* Exercise instructions *
Please write each record out again word for word.

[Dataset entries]
════════════════════

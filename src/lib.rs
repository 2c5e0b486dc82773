// SPDX-License-Identifier: Apache-2.0
// Copyright 2025 itsakeyfut
//
// Licensed under the Apache License, Version 2.0 (the "License");
// you may not use this file except in compliance with the License.
// You may obtain a copy of the License at
//
//     http://www.apache.org/licenses/LICENSE-2.0
//
// Unless required by applicable law or agreed to in writing, software
// distributed under the License is distributed on an "AS IS" BASIS,
// WITHOUT WARRANTIES OR CONDITIONS OF ANY KIND, either express or implied.
// See the License for the specific language governing permissions and
// limitations under the License.

//! PSY-Q libgte fixed-point math kernels
//!
//! This library reimplements the numeric core of the PlayStation PSY-Q
//! system libraries: the quarter-wave sine table lookup (`rsin`/`rcos`) and
//! the square root routines (`SquareRoot0`/`SquareRoot12`). All kernels are
//! pure functions over `i32` inputs and may be called from any thread.
//!
//! # Example
//!
//! ```
//! use psyq_math::core::sqrt::{square_root0, square_root12};
//! use psyq_math::core::trig::rsin;
//!
//! assert_eq!(rsin(0x400), 4096);
//! assert_eq!(square_root0(15), 3);
//! assert_eq!(square_root12(4096), 4096);
//! ```

pub mod core;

════════════════════

* Reply *
filename src/lib.rs
repository 2c5e0b486dc82773
// SPDX-License-Identifier: Apache-2.0
// Copyright 2025 itsakeyfut
//
// Licensed under the Apache License, Version 2.0 (the "License");
// you may not use this file except in compliance with the License.
// You may obtain a copy of the License at
//
//     http://www.apache.org/licenses/LICENSE-2.0
//
// Unless required by applicable law or agreed to in writing, software
// distributed under the License is distributed on an "AS IS" BASIS,
// WITHOUT WARRANTIES OR CONDITIONS OF ANY KIND, either express or implied.
// See the License for the specific language governing permissions and
// limitations under the License.

//! PSY-Q libgte fixed-point math kernels
//!
//! This library reimplements the numeric core of the PlayStation PSY-Q
//! system libraries: the quarter-wave sine table lookup (`rsin`/`rcos`) and
//! the square root routines (`SquareRoot0`/`SquareRoot12`). All kernels are
//! pure functions over `i32` inputs and may be called from any thread.
//!
//! # Example
//!
//! ```
//! use psyq_math::core::sqrt::{square_root0, square_root12};
//! use psyq_math::core::trig::rsin;
//!
//! assert_eq!(rsin(0x400), 4096);
//! assert_eq!(square_root0(15), 3);
//! assert_eq!(square_root12(4096), 4096);
//! ```

pub mod core;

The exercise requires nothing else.